Graham Harvey, who was most recently editor of the Post Office Courier, has died suddenly aged 54.
He was one of the great characters in north London journalism in the Seventies when he edited the sports pages for North London Newspapers, including the Camden Journal, Hornsey Journal and the Islington Gazette.
He started in journalism on the Hayes Chronicle and worked briefly on the Ham and High before starting with North London News.
Harvey was a true professional who combined his passionate political beliefs with a lively, fearless and anarchic humour.
In the boiling hot summer of 1976, for example, management at North London News ignored pleas for action to cool down their poorly ventilated offices. Harvey’s response was to turn up for work wearing just swimming trunks.

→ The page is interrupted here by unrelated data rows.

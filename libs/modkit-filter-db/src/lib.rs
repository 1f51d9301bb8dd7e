#![cfg_attr(coverage_nightly, feature(coverage_attribute))]
//! `SeaORM` binding for `ModKit` data filters.
//!
//! Every retrieval built through this crate (list, single-get, count and
//! navigation to related entities) carries the conjunction of the filters
//! enabled in the caller's unit of work, lowered into a `SeaORM` condition.
//! Queries cannot be executed before the filters are applied: the
//! [`FilteredSelect`] typestate only exposes `all` / `one` / `count` once it
//! is [`Filtered`].
//!
//! # Example
//! ```rust,ignore
//! use modkit_filter::{FilterRegistry, builtin};
//! use modkit_filter_db::FilteredConn;
//!
//! let db = FilteredConn::new(conn, FilterRegistry::with_builtins()?.into_shared());
//! let mut state = db.begin(&ctx)?;
//!
//! let visible = db.find::<person::Entity>(&state)?.all(db.conn()).await?;
//! db.soft_delete_by_id::<person::Entity>(&state, 42_i64).await?;
//!
//! let guard = state.disable([builtin::SOFT_DELETE])?;
//! let everything = db.find::<person::Entity>(&guard)?.all(db.conn()).await?;
//! ```

pub mod cond;
pub mod conn;
pub mod entity;
pub mod error;
pub mod select;

pub use cond::build_filter_condition;
pub use conn::FilteredConn;
pub use entity::FilterableColumns;
pub use error::FilterDbError;
pub use select::{Filtered, FilteredEntityExt, FilteredSelect, Unfiltered};
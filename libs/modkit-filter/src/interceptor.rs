//! Injects the predicates of active filters into queries.

use crate::capability::FilterableEntity;
use crate::error::{FilterError, FilterResult};
use crate::predicate::BoundPredicate;
use crate::state::UnitOfWorkFilterState;

/// A query over one entity type that can take an extra conjunct.
///
/// Implemented by every retrieval path a storage binding exposes (list,
/// single-get, count, traversal to related entities) so that none of them
/// can skip interception.
pub trait FilterTarget: Sized {
    type Entity: FilterableEntity;
    type Error: From<FilterError>;

    /// Conjoin `predicate` to the query's existing condition.
    ///
    /// # Errors
    /// Implementation-defined, e.g. a predicate field the entity cannot map.
    fn restrict(self, predicate: BoundPredicate) -> Result<Self, Self::Error>;
}

/// Computes and attaches the combined predicate of the enabled filters.
pub struct QueryInterceptor;

impl QueryInterceptor {
    /// The conjunction of every enabled filter whose capability `E` declares,
    /// bound with the state's current parameter values. `None` means no
    /// filter applies and the query is left unrestricted.
    ///
    /// # Errors
    /// Returns `UnknownParameter` if a template references an unbound parameter.
    pub fn combined_predicate<E: FilterableEntity>(
        state: &UnitOfWorkFilterState,
    ) -> FilterResult<Option<BoundPredicate>> {
        let registry = state.registry();
        let mut seen = Vec::new();
        let mut parts = Vec::new();

        for &capability in E::CAPABILITIES {
            for &index in registry.indices_for(capability) {
                if seen.contains(&index) || !state.is_enabled_at(index) {
                    continue;
                }
                seen.push(index);

                let definition = registry.definition_at(index);
                let bound = definition
                    .predicate()
                    .bind(definition.params(), state.values_at(index))
                    .map_err(|unbound| FilterError::UnknownParameter {
                        filter: definition.name().to_owned(),
                        param: unbound.0.to_owned(),
                    })?;
                tracing::trace!(
                    entity = E::NAME,
                    filter = definition.name(),
                    predicate = ?bound,
                    "Conjoining data filter"
                );
                parts.push(bound);
            }
        }
        Ok(BoundPredicate::conjoin(parts))
    }

    /// Attach the combined predicate to `query`; unchanged when no filter applies.
    ///
    /// # Errors
    /// Propagates binding errors and the target's own `restrict` errors.
    pub fn apply<Q: FilterTarget>(query: Q, state: &UnitOfWorkFilterState) -> Result<Q, Q::Error> {
        match Self::combined_predicate::<Q::Entity>(state)? {
            Some(predicate) => query.restrict(predicate),
            None => Ok(query),
        }
    }
}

After a day of a half-naked Harvey producing pages on the sports desk, management decided to provide some cooling fans.
He was one of the first sports journalists in London to highlight the problem of racism in league football – which was not an easy thing to do during the Seventies when football (and newspaper)
managements wanted to deny its existence.
Despite pressure from them, Harvey – along with fellow sports editor, the late Ken Burgess – ran campaigns to isolate racist elements among supporters at Tottenham Hotspur and Arsenal.
He was active in the anti-racist movement throughout the Seventies and was one of a group of eight journalists who refused to work on issues of the Hornsey Journal and Camden Journal which were to carry an advertisement from the National Front. The ad was withdrawn when the journalists defied threats of sacking.
Harvey had an unerring eye for the absurd and his satirical observations of the fraught newspaper industrial relations of the time were posted on a noticeboard he set up behind his sports desk.
On a number of occasions members of management who were targets for his mocking wit tried to have it removed, but Harvey persisted with his subversion despite dire threats.
His own union colleagues were not exempt from being the butt of his jokes on the board – any absurdity was seen as fair game.
But when push came to shove, Harvey was always a most loyal and active member of the National Union of Journalist and he played a key part in a number of disputes.
In 1980, he left to become a sub-editor on the Post Office Courier. He stayed there, becoming editor for seven years until 2003 when he retired early, through ill-health.
He died on 16 June after a short illness at his home in Palmers Green.
He leaves a wife, Melanie, and children Tom, 17, Kye, 22, Natalie, 28, and Nial, 30.